Short Story – Holly, Out There

This story is a re-imagining of Rapunzel, as told by the Brothers Grimm (Canterbury Classics edition)

It began with a peculiar blossom. The winter had been long and frigid and barren, but for a tiny blossoming plant outside her window. The plant belonged to the woman across the way, Lady Gothella; but once it caught Alexandria’s eye, it was all she could bare to look away for brief moments at a time. Its evergreen leaves poked through the whiteness of the land; the red of its berries a stark contrast that drew her in. The days passed slowly and Alexandria found herself losing interest in all of her activities and chores — entirely consumed by the task of staring hungrily out her window.

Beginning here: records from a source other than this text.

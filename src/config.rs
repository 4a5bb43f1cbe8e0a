use crate::geometry::BlackKeyPlacement;
use crate::{KeylightError, KlResult};
use clap::{parser::ValueSource, ArgMatches, Args};
use serde::{Deserialize, Serialize};
use std::fs;
use std::path::Path;

#[derive(Args, Debug, Clone, PartialEq, Serialize, Deserialize, Default)]
#[serde(default)]
pub struct Config {
    #[command(flatten)]
    pub keyboard: KeyboardDimensions,
    #[command(flatten)]
    pub strip: StripParams,
    #[command(flatten)]
    pub allocation: AllocationParams,
}

/// Physical key dimensions. All values in millimetres.
#[derive(Args, Debug, Clone, PartialEq, Serialize, Deserialize)]
#[serde(default)]
pub struct KeyboardDimensions {
    #[arg(long, default_value_t = 23.5)]
    pub white_key_width_mm: f64,
    #[arg(long, default_value_t = 13.7)]
    pub black_key_width_mm: f64,
    #[arg(long, default_value_t = 1.0)]
    pub white_key_gap_mm: f64,
    #[arg(long, value_enum, default_value_t = BlackKeyPlacement::Staggered)]
    pub black_key_placement: BlackKeyPlacement,
}

impl Default for KeyboardDimensions {
    fn default() -> Self {
        Self {
            white_key_width_mm: 23.5,
            black_key_width_mm: 13.7,
            white_key_gap_mm: 1.0,
            black_key_placement: BlackKeyPlacement::Staggered,
        }
    }
}

#[derive(Args, Debug, Clone, PartialEq, Serialize, Deserialize)]
#[serde(default)]
pub struct StripParams {
    #[arg(long, default_value_t = 200)]
    pub total_leds: usize,
    #[arg(long, default_value_t = 144.0)]
    pub leds_per_meter: f64,
    #[arg(long, default_value_t = 3.5)]
    pub led_physical_width_mm: f64,

    // User-measured pitch; wins over leds_per_meter when set.
    #[arg(long)]
    pub calibrated_pitch_mm: Option<f64>,

    // Offset of the start LED's footprint from the keyboard's left edge.
    #[arg(long, default_value_t = 0.0, allow_hyphen_values = true)]
    pub strip_offset_mm: f64,
}

impl Default for StripParams {
    fn default() -> Self {
        Self {
            total_leds: 200,
            leds_per_meter: 144.0,
            led_physical_width_mm: 3.5,
            calibrated_pitch_mm: None,
            strip_offset_mm: 0.0,
        }
    }
}

#[derive(Args, Debug, Clone, PartialEq, Serialize, Deserialize)]
#[serde(default)]
pub struct AllocationParams {
    #[arg(long, default_value_t = 1.5)]
    pub overhang_threshold_mm: f64,
}

impl Default for AllocationParams {
    fn default() -> Self {
        Self {
            overhang_threshold_mm: 1.5,
        }
    }
}

impl Config {
    pub fn load_from_file<P: AsRef<Path>>(path: P) -> KlResult<Self> {
        let content = fs::read_to_string(path)?;
        Ok(serde_json::from_str(&content)?)
    }

    /// Rejects physical constants the engine cannot work with.
    /// `leds_per_meter` and `calibrated_pitch_mm` are not checked here: bad values fall
    /// back during pitch selection instead.
    pub fn validate(&self) -> KlResult<()> {
        let k = &self.keyboard;
        require_positive("white_key_width_mm", k.white_key_width_mm)?;
        require_positive("black_key_width_mm", k.black_key_width_mm)?;
        require_non_negative("white_key_gap_mm", k.white_key_gap_mm)?;
        require_positive("led_physical_width_mm", self.strip.led_physical_width_mm)?;
        require_non_negative(
            "overhang_threshold_mm",
            self.allocation.overhang_threshold_mm,
        )?;
        if !self.strip.strip_offset_mm.is_finite() {
            return Err(KeylightError::InvalidGeometry(
                "strip_offset_mm must be finite".to_string(),
            ));
        }
        if self.strip.total_leds == 0 {
            return Err(KeylightError::InvalidGeometry(
                "total_leds must be greater than zero".to_string(),
            ));
        }
        Ok(())
    }

    pub fn merge_from_cli(&mut self, cli: &Config, matches: &ArgMatches) {
        macro_rules! update_if_present {
            ($group:ident, $field:ident) => {
                if matches.value_source(stringify!($field)) == Some(ValueSource::CommandLine) {
                    self.$group.$field = cli.$group.$field.clone();
                }
            };
        }

        update_if_present!(keyboard, white_key_width_mm);
        update_if_present!(keyboard, black_key_width_mm);
        update_if_present!(keyboard, white_key_gap_mm);
        update_if_present!(keyboard, black_key_placement);

        update_if_present!(strip, total_leds);
        update_if_present!(strip, leds_per_meter);
        update_if_present!(strip, led_physical_width_mm);
        update_if_present!(strip, calibrated_pitch_mm);
        update_if_present!(strip, strip_offset_mm);

        update_if_present!(allocation, overhang_threshold_mm);
    }
}

pub(crate) fn require_positive(name: &str, value: f64) -> KlResult<()> {
    if value.is_finite() && value > 0.0 {
        Ok(())
    } else {
        Err(KeylightError::InvalidGeometry(format!(
            "{} must be positive and finite (got {})",
            name, value
        )))
    }
}

pub(crate) fn require_non_negative(name: &str, value: f64) -> KlResult<()> {
    if value.is_finite() && value >= 0.0 {
        Ok(())
    } else {
        Err(KeylightError::InvalidGeometry(format!(
            "{} must be non-negative and finite (got {})",
            name, value
        )))
    }
}

#[cfg(test)]
mod tests {
    use super::*;

    #[test]
    fn test_defaults_are_valid() {
        assert!(Config::default().validate().is_ok());
    }

    #[test]
    fn test_partial_json_uses_defaults() {
        let cfg: Config =
            serde_json::from_str(r#"{ "strip": { "total_leds": 120 } }"#).unwrap();
        assert_eq!(cfg.strip.total_leds, 120);
        assert_eq!(cfg.strip.leds_per_meter, 144.0);
        assert_eq!(cfg.keyboard, KeyboardDimensions::default());
    }

    #[test]
    fn test_load_from_file() {
        let dir = tempfile::tempdir().unwrap();
        let path = dir.path().join("config.json");
        fs::write(&path, r#"{ "allocation": { "overhang_threshold_mm": 0.5 } }"#).unwrap();
        let cfg = Config::load_from_file(&path).unwrap();
        assert_eq!(cfg.allocation.overhang_threshold_mm, 0.5);
        assert!(Config::load_from_file(dir.path().join("missing.json")).is_err());
    }

    #[test]
    fn test_rejects_nan_width() {
        let mut cfg = Config::default();
        cfg.keyboard.white_key_width_mm = f64::NAN;
        assert!(matches!(
            cfg.validate(),
            Err(KeylightError::InvalidGeometry(_))
        ));
    }
}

John grew fearful as he watched his wife slip away. Everything that made her who she was seemed to exist only as a shadow behind her eyes. Her obsession with the plant had swallowed her whole, and he wondered what would become of the child that grew inside of her.

“What can I do?” he asked, a crack as thin as a strand of silk cutting through his voice.

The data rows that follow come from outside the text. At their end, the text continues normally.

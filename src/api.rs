use crate::calibration::KeyTrim;
use crate::config::Config;
use crate::engine::{compute_mapping, MappingDiagnostics, MappingResult};
use crate::geometry::{calibrate_pitch, PitchSelection};
use crate::settings::SettingsStore;
use serde::{Deserialize, Serialize};
use std::collections::BTreeMap;
use std::sync::{Arc, Mutex};
use tracing::info;

/// The global state required to run keylight services.
#[derive(Default)]
pub struct KeylightState {
    pub store: Mutex<Option<Arc<SettingsStore>>>,
}

#[derive(Serialize, Deserialize, Debug, Clone, PartialEq)]
#[serde(rename_all = "camelCase")]
pub struct MappingResponse {
    pub total_led_count: usize,
    /// Effective mapping; keys without LEDs are omitted.
    pub mapping: BTreeMap<usize, Vec<usize>>,
    /// Geometric mapping before user calibration.
    pub base: BTreeMap<usize, Vec<usize>>,
    pub pitch: PitchSelection,
    pub diagnostics: MappingDiagnostics,
    pub warnings: Vec<String>,
}

impl MappingResponse {
    pub fn new(total_led_count: usize, result: MappingResult, warnings: Vec<String>) -> Self {
        Self {
            total_led_count,
            mapping: result.mapping.to_btree(),
            base: result.base.to_btree(),
            pitch: result.pitch,
            diagnostics: result.diagnostics,
            warnings,
        }
    }
}

fn store(state: &KeylightState) -> Result<Arc<SettingsStore>, String> {
    let guard = state.store.lock().map_err(|e| e.to_string())?;
    guard
        .as_ref()
        .cloned()
        .ok_or_else(|| "Settings not loaded. Load settings first.".to_string())
}

/// Service: Open (or create) the settings file backing all other services.
pub fn load_settings(state: &KeylightState, path: &str) -> Result<String, String> {
    let store = SettingsStore::open(path).map_err(|e| e.to_string())?;
    let mut guard = state.store.lock().map_err(|e| e.to_string())?;
    *guard = Some(Arc::new(store));
    info!("API: settings loaded from {}", path);
    Ok("Settings Loaded Successfully".to_string())
}

/// Service: Compute the effective mapping from the current settings.
pub fn query_mapping(state: &KeylightState) -> Result<MappingResponse, String> {
    let store = store(state)?;
    let (config, calibration, report) = store.snapshot().map_err(|e| e.to_string())?;
    let result = compute_mapping(&config, &calibration).map_err(|e| e.to_string())?;

    Ok(MappingResponse::new(
        config.strip.total_leds,
        result,
        report.warnings,
    ))
}

pub fn get_config(state: &KeylightState) -> Result<Config, String> {
    let store = store(state)?;
    let doc = store.document().map_err(|e| e.to_string())?;
    Ok(doc.config)
}

pub fn update_config(state: &KeylightState, config: Config) -> Result<(), String> {
    store(state)?.set_config(config).map_err(|e| e.to_string())
}

pub fn set_key_offset(state: &KeylightState, key: usize, offset: i32) -> Result<(), String> {
    store(state)?
        .set_key_offset(key, offset)
        .map_err(|e| e.to_string())
}

pub fn delete_key_offset(state: &KeylightState, key: usize) -> Result<(), String> {
    store(state)?.delete_key_offset(key).map_err(|e| e.to_string())
}

pub fn set_key_trim(
    state: &KeylightState,
    key: usize,
    left: usize,
    right: usize,
) -> Result<(), String> {
    store(state)?
        .set_key_trim(key, KeyTrim::new(left, right))
        .map_err(|e| e.to_string())
}

pub fn delete_key_trim(state: &KeylightState, key: usize) -> Result<(), String> {
    store(state)?.delete_key_trim(key).map_err(|e| e.to_string())
}

pub fn set_key_override(state: &KeylightState, key: usize, leds: Vec<usize>) -> Result<(), String> {
    store(state)?
        .set_key_override(key, &leds)
        .map_err(|e| e.to_string())
}

pub fn clear_key_override(state: &KeylightState, key: usize) -> Result<(), String> {
    store(state)?
        .clear_key_override(key)
        .map_err(|e| e.to_string())
}

/// Service: Add or remove one LED from a key. A key without an override starts
/// from the LEDs it currently lights.
pub fn toggle_key_led(state: &KeylightState, key: usize, led: usize) -> Result<Vec<usize>, String> {
    let store = store(state)?;
    let (config, calibration, _) = store.snapshot().map_err(|e| e.to_string())?;
    let result = compute_mapping(&config, &calibration).map_err(|e| e.to_string())?;
    store
        .toggle_override_led(key, led, result.mapping.leds(key))
        .map_err(|e| e.to_string())
}

pub fn set_led_range(state: &KeylightState, start_led: usize, end_led: usize) -> Result<(), String> {
    store(state)?
        .set_led_range(start_led, end_led)
        .map_err(|e| e.to_string())
}

/// Service: Store a pitch measured as the centre-to-centre span between two LEDs.
pub fn calibrate_led_pitch(
    state: &KeylightState,
    measured_span_mm: f64,
    first_led: usize,
    last_led: usize,
) -> Result<f64, String> {
    let pitch = calibrate_pitch(measured_span_mm, first_led, last_led).ok_or_else(|| {
        format!(
            "Cannot derive a pitch from {} mm between LEDs {} and {}",
            measured_span_mm, first_led, last_led
        )
    })?;
    let store = store(state)?;
    let mut config = store.document().map_err(|e| e.to_string())?.config;
    config.strip.calibrated_pitch_mm = Some(pitch);
    store.set_config(config).map_err(|e| e.to_string())?;
    Ok(pitch)
}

“But how does it survive the ice and the cold out there? I don’t understand,” was all she replied. Her eyes did not meet is. Her voice was not familiar. “If I consume it, will it save me?”

The question could have been mistaken for nonsense, but instead, it thrust through John’s heart with such clarity he thought his chest might shatter.

“It just might, my love. It just might.” A hopeful smile crept over him as he made up his mind about how he would fix his beloved.

That night, John wrapped his fist around a pair of shiny, silver shears, and set out to collect his wife some holly.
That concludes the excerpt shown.